My next step was swapping out my stock wheels for some Shimano WH-RS80 carbon clincher road wheels, which feature stiff, durable carbon fiber wrapped around an alloy rim. What a revelation: my bike seemed to leap forward with every pedal stroke and climbed like a champ. Alas, at $900, these wheels ain’t cheap, but if you want increased performance, they’ll do the trick for under a grand.
Assuming you have a decently performing mountain bike, it’s probably already so heavy that spending big money to take a few ounces off with lighter components doesn’t make sense. Better to save your bucks for one of the new ultralight full-suspension bikes or hardtails that are hitting the market now. Or strip it down to a single speed. The only exception might be the front suspension fork. I replaced a respectable, well-cared Rock Shox Reba fork with a Fox 32 F100 FIT RLC fork on my 4-year old Trek full-suspension bike and was - forgive me – shocked by the difference. The Fox fork was noticeably lighter (under 4 pounds), making climbing and handling vastly better. And it took hits and licks on downhills like a champ. A new F-Series will set you back a bit – close to $700 – but it’ll make a huge difference in both performance and comfort.
On the gear side, you can ride the sweetest bike in the world, but if your butt and your feet aren’t comfortable, cycling is a pain. So it’s important to make good investments. My size 13 feet, for example, always ached after a long road ride, until I slipped into Specialized’s BG Comp Road Shoe($170) like Cinderella into the glass slipper. Can’t say enough good things about ‘em.
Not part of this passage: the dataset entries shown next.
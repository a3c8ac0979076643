//! Domain Entities - Core business objects
//!
//! These entities represent the place mentions flowing through a resolution
//! run and the records it emits. They have no dependencies beyond serde.

use crate::domain::value_objects::ErrorKind;
use serde::{Deserialize, Serialize};

/// A string extracted from text naming a location.
///
/// Not unique and not validated; it lives only for the duration of one run.
pub type PlaceMention = String;

/// Label class assigned to a span by the entity recognizer.
#[derive(Debug, Clone, PartialEq, Eq, Hash, Serialize, Deserialize)]
#[serde(from = "String", into = "String")]
pub enum EntityLabel {
    /// Geopolitical entity: countries, cities, states
    Gpe,
    /// Non-GPE location: mountain ranges, bodies of water
    Loc,
    /// Facility: buildings, airports, bridges
    Fac,
    /// Any other label the recognizer emits (PERSON, ORG, ...)
    Other(String),
}

impl EntityLabel {
    /// Parse a recognizer label, case-insensitively.
    pub fn parse(s: &str) -> Self {
        match s.trim().to_uppercase().as_str() {
            "GPE" => Self::Gpe,
            "LOC" => Self::Loc,
            "FAC" => Self::Fac,
            other => Self::Other(other.to_string()),
        }
    }

    /// Convert to string representation.
    pub fn as_str(&self) -> &str {
        match self {
            Self::Gpe => "GPE",
            Self::Loc => "LOC",
            Self::Fac => "FAC",
            Self::Other(label) => label,
        }
    }

    /// Whether spans with this label name a place worth geocoding.
    pub fn is_geographic(&self) -> bool {
        matches!(self, Self::Gpe | Self::Loc | Self::Fac)
    }
}

impl From<String> for EntityLabel {
    fn from(s: String) -> Self {
        Self::parse(&s)
    }
}

impl From<EntityLabel> for String {
    fn from(label: EntityLabel) -> Self {
        label.as_str().to_string()
    }
}

/// A labelled span returned by the entity recognizer.
#[derive(Debug, Clone, PartialEq, Eq, Serialize, Deserialize)]
pub struct RecognizedEntity {
    pub text: String,
    pub label: EntityLabel,
}

impl RecognizedEntity {
    pub fn new(text: impl Into<String>, label: EntityLabel) -> Self {
        Self {
            text: text.into(),
            label,
        }
    }
}

/// A country whose catalog name appears verbatim in the input text.
#[derive(Debug, Clone, PartialEq, Eq, Hash, Serialize, Deserialize)]
pub struct CountryCandidate {
    /// Catalog name, exactly as matched
    pub name: String,
    /// ISO 3166-1 alpha-3 code
    pub iso3: String,
}

impl CountryCandidate {
    pub fn new(name: impl Into<String>, iso3: impl Into<String>) -> Self {
        Self {
            name: name.into(),
            iso3: iso3.into(),
        }
    }
}

/// A successful answer from a geocoding backend.
#[derive(Debug, Clone, PartialEq, Serialize, Deserialize)]
pub struct GeocodeHit {
    pub latitude: f64,
    pub longitude: f64,
    pub display_name: String,
}

/// Outcome of geocoding one address.
///
/// Coordinates and `error_kind` are mutually exclusive; the only way to
/// build one is through [`ResolvedLocation::found`] or
/// [`ResolvedLocation::failed`].
#[derive(Debug, Clone, PartialEq, Serialize, Deserialize)]
pub struct ResolvedLocation {
    pub latitude: Option<f64>,
    pub longitude: Option<f64>,
    pub display_address: Option<String>,
    pub iso3: Option<String>,
    pub error_kind: Option<ErrorKind>,
}

impl ResolvedLocation {
    /// A location resolved to coordinates.
    pub fn found(hit: GeocodeHit) -> Self {
        Self {
            latitude: Some(hit.latitude),
            longitude: Some(hit.longitude),
            display_address: Some(hit.display_name),
            iso3: None,
            error_kind: None,
        }
    }

    /// A lookup that produced no coordinates.
    pub fn failed(kind: ErrorKind) -> Self {
        Self {
            latitude: None,
            longitude: None,
            display_address: None,
            iso3: None,
            error_kind: Some(kind),
        }
    }

    /// Tag the location with the country it was resolved for.
    pub fn with_iso3(mut self, iso3: impl Into<String>) -> Self {
        self.iso3 = Some(iso3.into());
        self
    }

    /// Latitude/longitude pair, if the lookup succeeded.
    pub fn coordinates(&self) -> Option<(f64, f64)> {
        if self.error_kind.is_some() {
            return None;
        }
        Some((self.latitude?, self.longitude?))
    }

    pub fn is_resolved(&self) -> bool {
        self.coordinates().is_some()
    }
}

/// A reconciled output row: one resolved country or city.
#[derive(Debug, Clone, PartialEq, Serialize, Deserialize)]
pub struct EntityRecord {
    pub name: String,
    #[serde(default, skip_serializing_if = "Option::is_none")]
    pub iso3: Option<String>,
    pub latitude: f64,
    pub longitude: f64,
}

impl EntityRecord {
    /// Build the record for a country candidate, if its geocode succeeded.
    pub fn country(candidate: &CountryCandidate, location: &ResolvedLocation) -> Option<Self> {
        let (latitude, longitude) = location.coordinates()?;
        Some(Self {
            name: candidate.name.clone(),
            iso3: Some(candidate.iso3.clone()),
            latitude,
            longitude,
        })
    }

    /// Build the record for a city mention, if its geocode succeeded.
    ///
    /// The name is the first comma-separated segment of the display address
    /// ("Paris, Île-de-France, France" -> "Paris"), falling back to the
    /// mention itself.
    pub fn city(mention: &str, location: &ResolvedLocation) -> Option<Self> {
        let (latitude, longitude) = location.coordinates()?;
        let name = location
            .display_address
            .as_deref()
            .and_then(|addr| addr.split(',').next())
            .map(str::trim)
            .filter(|s| !s.is_empty())
            .unwrap_or(mention)
            .to_string();

        Some(Self {
            name,
            iso3: None,
            latitude,
            longitude,
        })
    }
}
If you’re feeling pain in Be-Tween (you know what I mean), it’s time for new shorts. I’ve never understood why folks shelled out heavy money for Rapha bike clothes, but after riding in the company’s shorts and jerseys, I am a believer – almost. Rapha’s bib shorts ($205) are the most comfortable I have ever worn. And my wife totally digs me in my black Rapha wool jersey ($195), with its subtle pink trim at the front zipper. Very metrosexual. But when money is tight, I can’t justify spending that much money on, well, clothes. Better to buy a good pair of Pearl Izumis – I love my Quest bib shorts and they are only $65.
Those are my recs for getting the most bang out of your bike buck. See you on the road or trail, and please, keep your hands off my stem, will ya?